# Homework Help: Use partial fractions to find the sum of the series

1. Aug 12, 2012

### JFUNR

1. The problem statement, all variables and given/known data
Use partial fractions to find the sum of the series: $\Sigma$n=1 to infinity $\frac{5}{n(n+1)(n+2}$

2. Relevant equations
Partial Fraction breakdown: $\Sigma$ $\frac{5}{2n}$+$\frac{5}{2(n+2)}$+$\frac{5}{(n+1)}$

3. The attempt at a solution
When I tried to cancel terms out, it is erratic and no pattern seems to emerge. It is not geometric so using a/(1-r) isn't possible. When I separated the terms, each diverges based on the nth term test. According to the all-knowing wolfram-alpha, the series converges to 5/4...I feel as if I am missing something big in my attempts at solving this one? any help?

2. Aug 12, 2012

### Ray Vickson

Your partial fraction expansion is incorrect.

RGV

3. Aug 12, 2012

### JFUNR

ah that was a typo, the partial fraction expansion I have in my attempts is...$\frac{5}{2n}$+$\frac{5}{2(n+2)}$-$\frac{5}{n+1}$

I still have the same issue..

4. Aug 12, 2012

### Zondrina

Edit : Whoops you had the right expansion I didn't see your post there.
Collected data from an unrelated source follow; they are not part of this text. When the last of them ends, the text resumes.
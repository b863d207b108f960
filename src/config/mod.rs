//! Configuration management for ptyredact
//!
//! Settings that shape the wrapper itself (logging, PTY defaults). The
//! secrets and the command to run always come from the command line, never
//! from a file.

pub mod loader;

pub use loader::ConfigLoader;

use serde::{Deserialize, Serialize};
use std::path::PathBuf;

use crate::error::{Error, Result};
use crate::pty::process::{DEFAULT_COLS, DEFAULT_ROWS};
use crate::pty::streams::DEFAULT_READ_BUFFER_SIZE;

/// Main configuration structure
#[derive(Debug, Clone, Default, PartialEq, Serialize, Deserialize)]
#[serde(default)]
pub struct Config {
    /// Logging configuration
    pub logging: LoggingConfig,

    /// PTY configuration
    pub pty: PtyConfig,
}

/// Logging configuration
#[derive(Debug, Clone, PartialEq, Serialize, Deserialize)]
#[serde(default)]
pub struct LoggingConfig {
    /// `EnvFilter` directive, e.g. `warn` or `ptyredact=debug`
    pub level: String,

    /// Append logs to this file instead of stderr
    pub file: Option<PathBuf>,
}

impl Default for LoggingConfig {
    fn default() -> Self {
        Self {
            // Anything chattier interleaves with the child's output
            level: "warn".to_string(),
            file: None,
        }
    }
}

/// PTY configuration
#[derive(Debug, Clone, PartialEq, Serialize, Deserialize)]
#[serde(default)]
pub struct PtyConfig {
    /// Rows used when stdin is not a terminal
    pub default_rows: u16,

    /// Columns used when stdin is not a terminal
    pub default_cols: u16,

    /// Read chunk size for the I/O pumps in bytes
    pub read_buffer_size: usize,
}

impl Default for PtyConfig {
    fn default() -> Self {
        Self {
            default_rows: DEFAULT_ROWS,
            default_cols: DEFAULT_COLS,
            read_buffer_size: DEFAULT_READ_BUFFER_SIZE,
        }
    }
}

impl Config {
    /// Check every field, naming the first offending one
    pub fn validate(&self) -> Result<()> {
        if self.logging.level.trim().is_empty() {
            return Err(Error::ConfigValidationFailed {
                field: "logging.level".to_string(),
                reason: "Log level cannot be empty".to_string(),
            });
        }

        if let Err(e) = tracing_subscriber::EnvFilter::try_new(&self.logging.level) {
            return Err(Error::ConfigValidationFailed {
                field: "logging.level".to_string(),
                reason: e.to_string(),
            });
        }

        if self.pty.default_rows == 0 {
            return Err(Error::ConfigValidationFailed {
                field: "pty.default_rows".to_string(),
                reason: "Rows must be greater than 0".to_string(),
            });
        }

        if self.pty.default_cols == 0 {
            return Err(Error::ConfigValidationFailed {
                field: "pty.default_cols".to_string(),
                reason: "Columns must be greater than 0".to_string(),
            });
        }

        if self.pty.read_buffer_size == 0 {
            return Err(Error::ConfigValidationFailed {
                field: "pty.read_buffer_size".to_string(),
                reason: "Read buffer size must be greater than 0".to_string(),
            });
        }

        if self.pty.read_buffer_size > 16 * 1024 * 1024 {
            return Err(Error::ConfigValidationFailed {
                field: "pty.read_buffer_size".to_string(),
                reason: "Read buffer size cannot exceed 16 MiB".to_string(),
            });
        }

        Ok(())
    }
}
There will be a pattern you will notice, but a more important question to ask yourself is : Suppose your sum is going from 1 to infinity. Lets say you're summing some A+B+C which are all composed of a variable n ( the variable you are summing of course ). If one of A, B, or C diverges, does the whole series diverge?

Last edited: Aug 12, 2012
5. Aug 12, 2012

### gabbagabbahey

Hint 1: $$\sum_{n=1}^{\infty} f(n) = \lim_{N \to \infty} \sum_{n=1}^{N} f(n)$$

Hint 2: $$\sum_{n=1}^{N} \frac{1}{n+2} = \left( \sum_{n=1}^{N+2} \frac{1}{n} \right) - \frac{1}{1} - \frac{1}{2}$$

6. Aug 12, 2012

### qbert

reindex second and third sums.
and notice you get a whole lot of cancelation.

7. Aug 13, 2012

### JFUNR

How do you mean?

8. Aug 13, 2012

### Ray Vickson

He means that you should write it out in detail and see what happens.

RGV

9. Aug 13, 2012

### JFUNR

by all means...enlighten me..where's the pattern........

($\frac{5}{2}$+$\frac{5}{6}$-$\frac{5}{2}$)+($\frac{5}{4}$+$\frac{5}{8}$-$\frac{5}{3}$)+($\frac{5}{6}$+$\frac{5}{10}$-$\frac{5}{4}$)+($\frac{5}{8}$+$\frac{5}{12}$-$\frac{5}{5}$)+($\frac{5}{10}$+$\frac{5}{14}$-$\frac{5}{6}$)+($\frac{5}{12}$+$\frac{5}{16}$-$\frac{5}{7}$)+($\frac{5}{14}$+$\frac{5}{18}$-$\frac{5}{8}$)+...+

while some terms do cancel, I do not see a patter out of the first 7 terms...but like I said...enlighten me

Last edited: Aug 13, 2012
10. Aug 13, 2012

### Ray Vickson

Do you really need someone to tell you that
$$\sum_{k=1}^N \frac{1}{2k} = \frac{1}{2} \sum_{k=1}^N \frac{1}{k}\;?$$

RGV

11. Aug 14, 2012

### gabbagabbahey

The pattern may indeed be a little difficult to see like this, but notice, for example, that $\frac{5}{6}+\frac{5}{6}-\frac{5}{3}=0$ and $\frac{5}{8}+\frac{5}{8}-\frac{5}{4}=0$.

To formally reorganize the sum so that the cancellations become obvious, first look at the finite sum and apply the second hint I gave you to both the 5/(2(n+2)) and -5(n+1) terms. After reorganizing the finite sum to get the desired cancellations, take the limit as N->infinity.